*What to produce*
Check each line below for the word "significant", then please report how many lines have it and nothing more.

*Provided entries*
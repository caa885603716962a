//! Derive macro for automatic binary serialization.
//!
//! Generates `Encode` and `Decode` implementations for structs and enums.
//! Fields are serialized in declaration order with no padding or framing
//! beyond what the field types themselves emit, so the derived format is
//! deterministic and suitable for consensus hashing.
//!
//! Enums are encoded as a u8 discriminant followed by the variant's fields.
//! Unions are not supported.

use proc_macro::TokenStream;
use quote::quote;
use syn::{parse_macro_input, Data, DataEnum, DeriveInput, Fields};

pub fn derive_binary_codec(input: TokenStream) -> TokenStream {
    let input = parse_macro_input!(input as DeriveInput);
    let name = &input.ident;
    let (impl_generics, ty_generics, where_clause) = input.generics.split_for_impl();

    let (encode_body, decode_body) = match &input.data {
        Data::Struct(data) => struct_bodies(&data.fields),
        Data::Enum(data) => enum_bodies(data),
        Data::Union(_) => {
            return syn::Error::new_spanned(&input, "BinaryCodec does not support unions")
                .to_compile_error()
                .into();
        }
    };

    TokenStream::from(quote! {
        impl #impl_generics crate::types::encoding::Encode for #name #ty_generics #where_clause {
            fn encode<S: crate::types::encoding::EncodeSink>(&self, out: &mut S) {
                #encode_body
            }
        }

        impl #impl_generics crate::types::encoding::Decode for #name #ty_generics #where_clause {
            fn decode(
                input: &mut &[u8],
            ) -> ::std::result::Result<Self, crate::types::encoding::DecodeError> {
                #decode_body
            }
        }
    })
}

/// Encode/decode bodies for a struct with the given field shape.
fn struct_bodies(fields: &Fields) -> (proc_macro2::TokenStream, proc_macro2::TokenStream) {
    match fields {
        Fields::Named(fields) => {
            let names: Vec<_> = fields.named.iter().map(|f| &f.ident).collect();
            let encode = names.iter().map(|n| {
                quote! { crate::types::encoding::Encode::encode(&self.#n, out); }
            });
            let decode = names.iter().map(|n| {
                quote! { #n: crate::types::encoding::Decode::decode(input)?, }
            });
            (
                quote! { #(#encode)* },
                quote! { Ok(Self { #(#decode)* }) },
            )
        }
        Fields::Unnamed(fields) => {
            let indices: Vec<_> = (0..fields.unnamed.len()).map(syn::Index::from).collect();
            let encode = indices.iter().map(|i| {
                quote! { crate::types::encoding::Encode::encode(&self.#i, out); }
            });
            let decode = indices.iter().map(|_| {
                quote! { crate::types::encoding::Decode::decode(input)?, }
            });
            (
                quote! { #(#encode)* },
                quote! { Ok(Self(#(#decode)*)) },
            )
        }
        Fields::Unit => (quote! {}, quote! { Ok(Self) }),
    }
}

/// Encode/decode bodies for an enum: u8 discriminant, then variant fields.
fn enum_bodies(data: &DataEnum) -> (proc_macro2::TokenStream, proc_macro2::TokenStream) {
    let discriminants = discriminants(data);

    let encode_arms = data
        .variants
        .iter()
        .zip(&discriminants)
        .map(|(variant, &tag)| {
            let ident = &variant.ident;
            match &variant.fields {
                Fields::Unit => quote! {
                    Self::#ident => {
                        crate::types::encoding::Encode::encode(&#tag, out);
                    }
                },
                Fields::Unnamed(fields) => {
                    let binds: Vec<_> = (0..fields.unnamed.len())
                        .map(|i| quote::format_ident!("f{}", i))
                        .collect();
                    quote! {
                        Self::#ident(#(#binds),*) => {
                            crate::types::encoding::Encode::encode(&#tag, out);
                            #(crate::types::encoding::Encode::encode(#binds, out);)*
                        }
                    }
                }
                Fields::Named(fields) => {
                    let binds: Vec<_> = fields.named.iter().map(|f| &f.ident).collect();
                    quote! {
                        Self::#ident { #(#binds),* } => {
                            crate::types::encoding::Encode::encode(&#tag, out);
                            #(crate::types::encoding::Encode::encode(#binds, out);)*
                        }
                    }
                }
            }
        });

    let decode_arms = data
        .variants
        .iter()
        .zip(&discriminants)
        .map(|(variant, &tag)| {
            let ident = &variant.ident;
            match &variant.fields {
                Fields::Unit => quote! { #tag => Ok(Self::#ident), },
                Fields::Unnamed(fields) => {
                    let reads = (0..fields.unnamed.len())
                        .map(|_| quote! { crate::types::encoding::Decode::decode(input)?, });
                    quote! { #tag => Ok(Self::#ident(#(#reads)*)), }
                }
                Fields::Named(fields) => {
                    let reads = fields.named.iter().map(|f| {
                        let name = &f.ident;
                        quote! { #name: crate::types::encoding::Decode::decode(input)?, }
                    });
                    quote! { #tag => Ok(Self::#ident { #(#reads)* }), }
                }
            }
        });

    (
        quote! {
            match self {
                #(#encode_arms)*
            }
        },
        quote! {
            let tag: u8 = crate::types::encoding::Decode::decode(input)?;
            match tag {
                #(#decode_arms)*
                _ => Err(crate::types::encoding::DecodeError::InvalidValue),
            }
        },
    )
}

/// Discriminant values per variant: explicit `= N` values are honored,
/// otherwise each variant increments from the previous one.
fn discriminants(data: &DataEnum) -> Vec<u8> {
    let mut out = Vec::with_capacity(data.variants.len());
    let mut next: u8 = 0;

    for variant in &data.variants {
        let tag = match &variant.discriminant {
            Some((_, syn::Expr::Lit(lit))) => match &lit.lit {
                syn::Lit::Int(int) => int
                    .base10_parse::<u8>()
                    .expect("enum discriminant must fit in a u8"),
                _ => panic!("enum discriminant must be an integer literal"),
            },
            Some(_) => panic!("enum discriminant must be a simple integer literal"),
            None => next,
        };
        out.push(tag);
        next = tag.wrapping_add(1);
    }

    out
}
---
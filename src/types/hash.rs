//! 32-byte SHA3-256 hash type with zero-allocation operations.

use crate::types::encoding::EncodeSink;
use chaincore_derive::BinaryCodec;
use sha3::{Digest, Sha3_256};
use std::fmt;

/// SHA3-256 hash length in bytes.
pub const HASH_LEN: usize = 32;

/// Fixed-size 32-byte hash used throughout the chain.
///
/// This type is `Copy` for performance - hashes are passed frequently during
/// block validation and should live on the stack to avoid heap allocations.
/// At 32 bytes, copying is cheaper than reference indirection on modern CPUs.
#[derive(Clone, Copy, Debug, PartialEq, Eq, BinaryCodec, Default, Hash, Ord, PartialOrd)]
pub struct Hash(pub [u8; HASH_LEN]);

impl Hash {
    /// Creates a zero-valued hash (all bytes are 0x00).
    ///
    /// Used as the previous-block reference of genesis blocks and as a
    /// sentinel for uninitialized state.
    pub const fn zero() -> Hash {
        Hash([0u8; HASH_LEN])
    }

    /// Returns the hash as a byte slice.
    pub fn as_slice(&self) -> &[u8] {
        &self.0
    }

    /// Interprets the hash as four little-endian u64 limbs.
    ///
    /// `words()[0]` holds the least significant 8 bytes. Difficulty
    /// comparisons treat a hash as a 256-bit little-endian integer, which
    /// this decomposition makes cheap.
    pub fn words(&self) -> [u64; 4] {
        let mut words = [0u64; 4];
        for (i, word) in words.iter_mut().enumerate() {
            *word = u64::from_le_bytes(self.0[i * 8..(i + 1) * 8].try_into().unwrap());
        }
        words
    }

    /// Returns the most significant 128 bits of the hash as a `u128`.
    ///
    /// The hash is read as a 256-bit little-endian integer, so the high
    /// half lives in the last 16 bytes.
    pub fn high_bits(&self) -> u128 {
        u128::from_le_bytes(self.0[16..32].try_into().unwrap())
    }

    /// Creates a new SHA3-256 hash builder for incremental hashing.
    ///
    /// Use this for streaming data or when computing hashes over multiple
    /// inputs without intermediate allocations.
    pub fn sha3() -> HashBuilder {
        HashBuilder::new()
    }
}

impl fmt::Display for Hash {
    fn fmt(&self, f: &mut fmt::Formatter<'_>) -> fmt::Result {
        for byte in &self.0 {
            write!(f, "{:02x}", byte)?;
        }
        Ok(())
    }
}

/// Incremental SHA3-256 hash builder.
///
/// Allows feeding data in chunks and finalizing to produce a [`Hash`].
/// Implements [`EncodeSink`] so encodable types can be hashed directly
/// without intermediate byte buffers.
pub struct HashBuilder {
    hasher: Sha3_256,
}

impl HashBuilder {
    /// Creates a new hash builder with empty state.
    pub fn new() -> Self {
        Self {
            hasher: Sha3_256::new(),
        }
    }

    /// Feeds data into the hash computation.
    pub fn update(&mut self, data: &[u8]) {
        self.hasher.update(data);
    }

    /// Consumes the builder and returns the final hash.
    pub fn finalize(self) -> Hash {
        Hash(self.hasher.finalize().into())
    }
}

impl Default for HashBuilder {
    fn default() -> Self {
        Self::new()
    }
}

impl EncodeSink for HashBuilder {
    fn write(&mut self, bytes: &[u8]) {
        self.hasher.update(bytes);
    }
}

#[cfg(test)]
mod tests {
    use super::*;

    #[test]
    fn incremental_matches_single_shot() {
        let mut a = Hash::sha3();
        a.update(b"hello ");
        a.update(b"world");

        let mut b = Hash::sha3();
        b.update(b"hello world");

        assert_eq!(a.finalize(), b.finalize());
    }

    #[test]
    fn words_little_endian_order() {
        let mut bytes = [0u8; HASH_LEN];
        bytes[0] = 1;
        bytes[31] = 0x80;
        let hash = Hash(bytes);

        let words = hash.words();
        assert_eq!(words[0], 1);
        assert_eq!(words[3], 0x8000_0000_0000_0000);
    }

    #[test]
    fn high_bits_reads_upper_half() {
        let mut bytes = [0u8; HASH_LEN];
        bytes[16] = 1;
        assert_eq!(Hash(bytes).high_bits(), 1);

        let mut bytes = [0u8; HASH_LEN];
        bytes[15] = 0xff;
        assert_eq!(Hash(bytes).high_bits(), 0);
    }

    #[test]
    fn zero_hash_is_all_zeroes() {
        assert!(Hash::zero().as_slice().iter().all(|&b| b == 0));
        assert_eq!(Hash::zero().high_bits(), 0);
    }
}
--
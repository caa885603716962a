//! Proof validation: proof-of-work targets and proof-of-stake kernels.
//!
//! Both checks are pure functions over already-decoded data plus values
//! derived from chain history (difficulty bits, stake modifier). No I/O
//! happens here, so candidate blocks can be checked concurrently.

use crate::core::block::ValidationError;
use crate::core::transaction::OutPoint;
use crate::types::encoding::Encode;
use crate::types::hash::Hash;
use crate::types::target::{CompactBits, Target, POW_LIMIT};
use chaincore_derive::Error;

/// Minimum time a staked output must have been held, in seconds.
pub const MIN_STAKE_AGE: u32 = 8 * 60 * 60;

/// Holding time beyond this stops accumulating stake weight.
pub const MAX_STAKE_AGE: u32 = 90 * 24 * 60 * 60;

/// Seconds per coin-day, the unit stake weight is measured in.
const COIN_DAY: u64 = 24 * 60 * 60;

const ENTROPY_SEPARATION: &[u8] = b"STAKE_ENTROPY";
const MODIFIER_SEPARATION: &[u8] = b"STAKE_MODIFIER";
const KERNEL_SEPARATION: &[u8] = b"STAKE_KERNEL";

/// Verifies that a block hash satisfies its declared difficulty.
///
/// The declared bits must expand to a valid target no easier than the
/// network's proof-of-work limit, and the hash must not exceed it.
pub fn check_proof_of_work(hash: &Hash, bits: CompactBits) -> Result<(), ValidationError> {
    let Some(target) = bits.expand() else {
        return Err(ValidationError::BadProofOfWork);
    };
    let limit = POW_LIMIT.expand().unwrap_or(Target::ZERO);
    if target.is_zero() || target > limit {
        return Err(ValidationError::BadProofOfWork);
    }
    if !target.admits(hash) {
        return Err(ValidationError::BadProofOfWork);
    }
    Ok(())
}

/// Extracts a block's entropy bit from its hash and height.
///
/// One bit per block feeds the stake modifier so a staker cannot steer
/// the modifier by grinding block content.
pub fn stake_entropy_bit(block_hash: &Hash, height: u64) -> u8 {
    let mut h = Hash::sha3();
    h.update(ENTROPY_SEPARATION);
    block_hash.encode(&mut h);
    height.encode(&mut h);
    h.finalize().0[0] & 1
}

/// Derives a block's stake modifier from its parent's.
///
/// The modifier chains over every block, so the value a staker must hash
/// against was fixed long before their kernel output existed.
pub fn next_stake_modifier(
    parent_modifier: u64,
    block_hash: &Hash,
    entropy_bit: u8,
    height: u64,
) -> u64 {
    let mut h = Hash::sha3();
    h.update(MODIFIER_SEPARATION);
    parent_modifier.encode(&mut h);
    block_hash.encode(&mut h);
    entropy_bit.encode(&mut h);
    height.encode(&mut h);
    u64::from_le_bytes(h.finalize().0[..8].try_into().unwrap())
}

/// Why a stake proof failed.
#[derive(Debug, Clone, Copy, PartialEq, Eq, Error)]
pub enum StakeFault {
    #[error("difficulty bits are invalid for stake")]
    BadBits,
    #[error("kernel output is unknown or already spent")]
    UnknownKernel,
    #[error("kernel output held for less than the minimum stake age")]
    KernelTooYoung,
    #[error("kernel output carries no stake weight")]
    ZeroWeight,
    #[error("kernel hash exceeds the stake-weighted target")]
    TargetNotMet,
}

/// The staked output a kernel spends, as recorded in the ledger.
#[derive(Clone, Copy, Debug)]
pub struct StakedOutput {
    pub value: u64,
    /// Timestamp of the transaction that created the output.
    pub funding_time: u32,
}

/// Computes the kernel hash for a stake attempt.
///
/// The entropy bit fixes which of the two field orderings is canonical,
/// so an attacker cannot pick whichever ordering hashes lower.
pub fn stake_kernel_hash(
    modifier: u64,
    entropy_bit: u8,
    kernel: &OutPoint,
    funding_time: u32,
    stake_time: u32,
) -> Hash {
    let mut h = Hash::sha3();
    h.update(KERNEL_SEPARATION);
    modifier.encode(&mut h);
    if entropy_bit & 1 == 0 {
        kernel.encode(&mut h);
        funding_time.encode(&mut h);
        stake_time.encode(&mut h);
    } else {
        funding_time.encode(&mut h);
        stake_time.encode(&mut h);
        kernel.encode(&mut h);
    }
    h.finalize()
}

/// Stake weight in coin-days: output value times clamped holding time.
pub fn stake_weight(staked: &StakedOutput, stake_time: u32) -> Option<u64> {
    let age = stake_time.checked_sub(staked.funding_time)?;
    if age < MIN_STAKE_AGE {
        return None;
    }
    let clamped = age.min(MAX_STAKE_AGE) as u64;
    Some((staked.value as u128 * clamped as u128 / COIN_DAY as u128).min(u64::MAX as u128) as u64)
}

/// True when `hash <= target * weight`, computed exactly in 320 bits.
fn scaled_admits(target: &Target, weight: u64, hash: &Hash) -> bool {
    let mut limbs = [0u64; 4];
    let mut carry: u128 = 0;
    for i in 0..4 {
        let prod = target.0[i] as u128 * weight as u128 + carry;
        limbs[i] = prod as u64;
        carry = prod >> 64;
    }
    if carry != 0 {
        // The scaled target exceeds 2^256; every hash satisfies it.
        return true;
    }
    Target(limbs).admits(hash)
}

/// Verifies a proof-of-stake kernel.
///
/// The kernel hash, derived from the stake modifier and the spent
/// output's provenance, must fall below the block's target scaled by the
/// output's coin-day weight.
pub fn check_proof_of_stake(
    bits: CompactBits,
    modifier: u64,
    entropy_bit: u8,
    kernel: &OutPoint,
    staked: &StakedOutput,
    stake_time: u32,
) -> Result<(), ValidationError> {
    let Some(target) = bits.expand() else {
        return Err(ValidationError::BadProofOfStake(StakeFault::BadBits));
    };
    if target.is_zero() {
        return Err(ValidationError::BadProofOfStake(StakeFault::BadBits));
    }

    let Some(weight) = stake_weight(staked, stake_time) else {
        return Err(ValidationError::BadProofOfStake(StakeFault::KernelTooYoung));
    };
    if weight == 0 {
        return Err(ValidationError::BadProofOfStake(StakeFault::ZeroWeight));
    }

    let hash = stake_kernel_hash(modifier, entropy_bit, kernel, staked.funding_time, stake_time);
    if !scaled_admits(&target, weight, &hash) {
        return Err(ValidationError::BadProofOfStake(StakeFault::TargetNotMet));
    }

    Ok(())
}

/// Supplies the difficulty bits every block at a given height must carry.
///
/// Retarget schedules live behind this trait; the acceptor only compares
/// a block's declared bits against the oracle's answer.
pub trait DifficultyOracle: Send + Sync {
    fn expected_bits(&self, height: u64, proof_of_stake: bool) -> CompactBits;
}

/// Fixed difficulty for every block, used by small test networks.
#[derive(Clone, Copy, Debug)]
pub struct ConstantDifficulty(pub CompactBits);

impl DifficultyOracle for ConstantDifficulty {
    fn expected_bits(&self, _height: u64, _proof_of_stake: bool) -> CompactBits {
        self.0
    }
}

*Response to the exercise*
2